### Exercise brief
Below are the records; copy each line in which "that" occurs.
=====
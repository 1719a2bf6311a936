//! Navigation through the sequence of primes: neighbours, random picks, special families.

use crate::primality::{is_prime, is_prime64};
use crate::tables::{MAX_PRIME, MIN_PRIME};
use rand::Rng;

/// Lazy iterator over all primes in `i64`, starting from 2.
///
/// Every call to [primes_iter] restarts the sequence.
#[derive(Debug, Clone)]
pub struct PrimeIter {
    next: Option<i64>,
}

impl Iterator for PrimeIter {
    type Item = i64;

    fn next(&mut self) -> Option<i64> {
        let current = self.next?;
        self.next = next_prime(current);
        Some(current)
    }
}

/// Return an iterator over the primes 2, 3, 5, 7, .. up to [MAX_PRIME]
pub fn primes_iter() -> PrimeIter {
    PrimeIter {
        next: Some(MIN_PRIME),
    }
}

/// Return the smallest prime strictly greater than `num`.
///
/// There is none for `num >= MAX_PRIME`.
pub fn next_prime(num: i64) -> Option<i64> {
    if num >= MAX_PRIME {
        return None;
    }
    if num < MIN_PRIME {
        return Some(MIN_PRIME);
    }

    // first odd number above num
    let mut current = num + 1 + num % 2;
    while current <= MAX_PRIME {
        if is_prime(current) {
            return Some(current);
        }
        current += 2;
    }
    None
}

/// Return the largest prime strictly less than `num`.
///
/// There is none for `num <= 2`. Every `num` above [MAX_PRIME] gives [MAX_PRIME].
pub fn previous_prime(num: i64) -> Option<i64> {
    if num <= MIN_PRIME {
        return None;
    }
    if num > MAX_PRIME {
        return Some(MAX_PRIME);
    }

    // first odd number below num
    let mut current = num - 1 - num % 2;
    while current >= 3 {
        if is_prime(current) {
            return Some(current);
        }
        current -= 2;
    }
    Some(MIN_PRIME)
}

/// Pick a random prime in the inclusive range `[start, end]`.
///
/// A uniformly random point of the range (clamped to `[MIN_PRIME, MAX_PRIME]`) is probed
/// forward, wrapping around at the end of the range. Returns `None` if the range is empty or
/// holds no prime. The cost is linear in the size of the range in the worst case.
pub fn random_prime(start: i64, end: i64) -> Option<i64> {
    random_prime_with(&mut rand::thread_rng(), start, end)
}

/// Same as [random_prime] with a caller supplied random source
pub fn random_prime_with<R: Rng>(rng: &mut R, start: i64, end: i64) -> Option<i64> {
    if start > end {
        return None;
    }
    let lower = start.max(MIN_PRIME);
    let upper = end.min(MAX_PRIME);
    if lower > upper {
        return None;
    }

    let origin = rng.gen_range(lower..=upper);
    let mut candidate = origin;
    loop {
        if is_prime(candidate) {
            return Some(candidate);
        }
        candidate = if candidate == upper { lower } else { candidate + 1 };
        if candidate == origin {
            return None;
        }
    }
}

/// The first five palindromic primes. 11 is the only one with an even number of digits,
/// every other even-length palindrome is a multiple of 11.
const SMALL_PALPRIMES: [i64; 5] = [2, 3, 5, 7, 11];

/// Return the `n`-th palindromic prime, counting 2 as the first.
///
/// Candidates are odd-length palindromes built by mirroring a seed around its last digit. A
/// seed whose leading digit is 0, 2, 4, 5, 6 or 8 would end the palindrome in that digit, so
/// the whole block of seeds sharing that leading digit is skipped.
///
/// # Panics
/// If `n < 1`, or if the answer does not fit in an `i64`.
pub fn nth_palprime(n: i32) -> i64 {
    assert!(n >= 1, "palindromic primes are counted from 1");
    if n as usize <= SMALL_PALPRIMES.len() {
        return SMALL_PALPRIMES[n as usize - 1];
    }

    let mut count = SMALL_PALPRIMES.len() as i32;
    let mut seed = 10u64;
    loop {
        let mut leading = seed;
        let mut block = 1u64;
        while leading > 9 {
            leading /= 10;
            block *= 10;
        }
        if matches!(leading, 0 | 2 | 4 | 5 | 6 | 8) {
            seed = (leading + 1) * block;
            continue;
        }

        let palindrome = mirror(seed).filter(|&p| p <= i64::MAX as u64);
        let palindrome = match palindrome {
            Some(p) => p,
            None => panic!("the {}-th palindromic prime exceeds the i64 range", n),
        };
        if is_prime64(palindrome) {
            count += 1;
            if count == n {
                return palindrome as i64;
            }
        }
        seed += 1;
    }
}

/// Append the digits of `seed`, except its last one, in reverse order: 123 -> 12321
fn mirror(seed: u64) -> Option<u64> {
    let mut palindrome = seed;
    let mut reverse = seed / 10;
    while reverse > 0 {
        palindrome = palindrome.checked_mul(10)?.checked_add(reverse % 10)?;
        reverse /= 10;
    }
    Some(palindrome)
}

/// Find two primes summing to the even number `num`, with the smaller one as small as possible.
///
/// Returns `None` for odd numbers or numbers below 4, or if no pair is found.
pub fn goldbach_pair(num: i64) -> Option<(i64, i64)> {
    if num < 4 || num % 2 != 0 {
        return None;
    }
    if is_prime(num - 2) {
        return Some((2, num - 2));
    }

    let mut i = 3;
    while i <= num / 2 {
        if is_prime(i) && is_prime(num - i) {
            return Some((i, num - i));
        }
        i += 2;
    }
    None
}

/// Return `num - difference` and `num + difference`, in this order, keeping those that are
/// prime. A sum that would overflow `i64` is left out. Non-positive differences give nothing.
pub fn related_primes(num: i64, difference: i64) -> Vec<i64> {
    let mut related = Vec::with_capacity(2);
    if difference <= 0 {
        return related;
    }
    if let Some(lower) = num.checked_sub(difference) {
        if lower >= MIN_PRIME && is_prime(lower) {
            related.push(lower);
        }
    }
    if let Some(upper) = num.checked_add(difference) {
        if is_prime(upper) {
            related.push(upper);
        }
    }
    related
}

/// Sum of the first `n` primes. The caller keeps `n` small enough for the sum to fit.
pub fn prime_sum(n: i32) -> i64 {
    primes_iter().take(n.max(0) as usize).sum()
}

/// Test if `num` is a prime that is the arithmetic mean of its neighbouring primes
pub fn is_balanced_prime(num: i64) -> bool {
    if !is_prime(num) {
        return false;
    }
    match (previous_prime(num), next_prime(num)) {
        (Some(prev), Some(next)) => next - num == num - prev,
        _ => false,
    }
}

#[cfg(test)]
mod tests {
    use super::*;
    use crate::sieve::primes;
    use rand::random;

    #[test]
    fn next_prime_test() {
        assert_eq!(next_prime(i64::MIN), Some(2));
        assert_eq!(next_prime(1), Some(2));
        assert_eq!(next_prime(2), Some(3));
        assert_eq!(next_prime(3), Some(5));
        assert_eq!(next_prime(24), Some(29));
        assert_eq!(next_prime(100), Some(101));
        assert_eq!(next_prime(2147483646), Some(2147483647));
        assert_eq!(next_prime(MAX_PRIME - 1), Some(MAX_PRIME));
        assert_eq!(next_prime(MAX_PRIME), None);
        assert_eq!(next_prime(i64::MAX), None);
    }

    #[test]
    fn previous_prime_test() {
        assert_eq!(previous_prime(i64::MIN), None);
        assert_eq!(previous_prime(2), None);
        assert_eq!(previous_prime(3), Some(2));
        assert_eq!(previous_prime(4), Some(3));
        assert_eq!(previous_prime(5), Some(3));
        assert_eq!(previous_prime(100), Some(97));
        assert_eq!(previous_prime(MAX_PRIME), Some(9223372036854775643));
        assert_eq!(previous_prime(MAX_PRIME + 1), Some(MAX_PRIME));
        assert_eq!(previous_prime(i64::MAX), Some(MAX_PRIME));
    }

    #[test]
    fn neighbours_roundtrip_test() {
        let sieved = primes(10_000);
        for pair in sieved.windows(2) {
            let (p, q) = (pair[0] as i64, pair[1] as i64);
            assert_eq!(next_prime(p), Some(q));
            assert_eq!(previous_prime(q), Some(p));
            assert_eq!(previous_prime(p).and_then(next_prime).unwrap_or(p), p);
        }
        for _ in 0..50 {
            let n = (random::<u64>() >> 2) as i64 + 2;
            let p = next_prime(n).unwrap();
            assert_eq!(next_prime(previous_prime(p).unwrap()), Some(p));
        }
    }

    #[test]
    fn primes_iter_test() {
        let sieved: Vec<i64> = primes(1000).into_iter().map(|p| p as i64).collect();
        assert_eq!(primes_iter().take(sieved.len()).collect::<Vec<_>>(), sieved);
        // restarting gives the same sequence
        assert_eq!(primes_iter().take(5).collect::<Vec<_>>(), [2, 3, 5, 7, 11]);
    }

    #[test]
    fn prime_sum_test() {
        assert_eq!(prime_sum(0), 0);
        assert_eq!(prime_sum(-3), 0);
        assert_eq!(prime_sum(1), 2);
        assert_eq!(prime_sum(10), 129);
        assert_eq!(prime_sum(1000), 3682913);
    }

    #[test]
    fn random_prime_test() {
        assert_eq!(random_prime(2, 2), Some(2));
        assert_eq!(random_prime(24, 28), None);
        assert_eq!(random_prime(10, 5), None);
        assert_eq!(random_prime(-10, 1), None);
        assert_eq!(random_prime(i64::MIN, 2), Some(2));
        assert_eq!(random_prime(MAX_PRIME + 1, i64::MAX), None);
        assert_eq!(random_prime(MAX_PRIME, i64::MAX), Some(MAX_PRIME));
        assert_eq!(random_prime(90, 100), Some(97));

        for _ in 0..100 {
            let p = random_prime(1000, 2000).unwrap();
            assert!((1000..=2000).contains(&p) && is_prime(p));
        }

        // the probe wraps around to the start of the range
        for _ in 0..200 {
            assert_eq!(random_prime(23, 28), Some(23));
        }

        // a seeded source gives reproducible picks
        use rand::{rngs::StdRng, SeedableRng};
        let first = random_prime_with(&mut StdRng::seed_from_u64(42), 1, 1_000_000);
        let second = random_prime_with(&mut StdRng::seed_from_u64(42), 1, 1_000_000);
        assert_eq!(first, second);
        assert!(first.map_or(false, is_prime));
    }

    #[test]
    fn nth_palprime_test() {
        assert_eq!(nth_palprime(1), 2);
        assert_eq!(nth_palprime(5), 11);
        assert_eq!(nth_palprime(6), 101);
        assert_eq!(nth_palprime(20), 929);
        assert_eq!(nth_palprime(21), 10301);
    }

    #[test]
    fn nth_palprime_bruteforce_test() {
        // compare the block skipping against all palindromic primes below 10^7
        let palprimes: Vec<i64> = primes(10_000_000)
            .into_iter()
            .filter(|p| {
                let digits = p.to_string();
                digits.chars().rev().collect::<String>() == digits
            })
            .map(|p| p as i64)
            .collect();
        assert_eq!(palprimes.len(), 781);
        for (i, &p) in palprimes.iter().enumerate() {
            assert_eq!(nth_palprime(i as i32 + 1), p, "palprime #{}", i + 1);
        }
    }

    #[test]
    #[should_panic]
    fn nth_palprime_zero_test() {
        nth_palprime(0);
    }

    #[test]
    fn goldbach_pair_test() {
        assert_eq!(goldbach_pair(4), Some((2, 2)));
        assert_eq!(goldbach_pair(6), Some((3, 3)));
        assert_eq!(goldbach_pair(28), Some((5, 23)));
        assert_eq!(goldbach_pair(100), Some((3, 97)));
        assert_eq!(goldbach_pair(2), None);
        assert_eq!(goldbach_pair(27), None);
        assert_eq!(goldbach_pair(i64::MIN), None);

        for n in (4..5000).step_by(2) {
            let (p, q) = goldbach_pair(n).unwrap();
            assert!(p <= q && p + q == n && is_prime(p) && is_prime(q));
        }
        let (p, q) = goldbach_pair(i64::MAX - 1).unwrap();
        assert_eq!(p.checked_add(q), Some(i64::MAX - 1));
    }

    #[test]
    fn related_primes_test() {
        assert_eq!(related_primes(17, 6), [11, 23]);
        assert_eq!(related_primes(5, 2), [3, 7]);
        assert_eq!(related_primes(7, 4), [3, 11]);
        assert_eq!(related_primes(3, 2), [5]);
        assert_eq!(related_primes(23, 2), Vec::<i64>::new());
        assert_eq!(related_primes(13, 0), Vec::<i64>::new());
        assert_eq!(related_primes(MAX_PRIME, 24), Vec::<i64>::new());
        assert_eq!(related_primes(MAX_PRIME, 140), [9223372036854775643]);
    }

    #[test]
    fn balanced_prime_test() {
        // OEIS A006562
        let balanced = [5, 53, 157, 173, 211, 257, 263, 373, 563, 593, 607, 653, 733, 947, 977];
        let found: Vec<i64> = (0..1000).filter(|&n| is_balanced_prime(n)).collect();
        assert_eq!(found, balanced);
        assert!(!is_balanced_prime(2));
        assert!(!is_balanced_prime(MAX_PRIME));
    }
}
=====
### Completed exercise
/// seed whose leading digit is 0, 2, 4, 5, 6 or 8 would end the palindrome in that digit, so
/// the whole block of seeds sharing that leading digit is skipped.
/// Return `num - difference` and `num + difference`, in this order, keeping those that are
/// prime. A sum that would overflow `i64` is left out. Non-positive differences give nothing.
/// Test if `num` is a prime that is the arithmetic mean of its neighbouring primes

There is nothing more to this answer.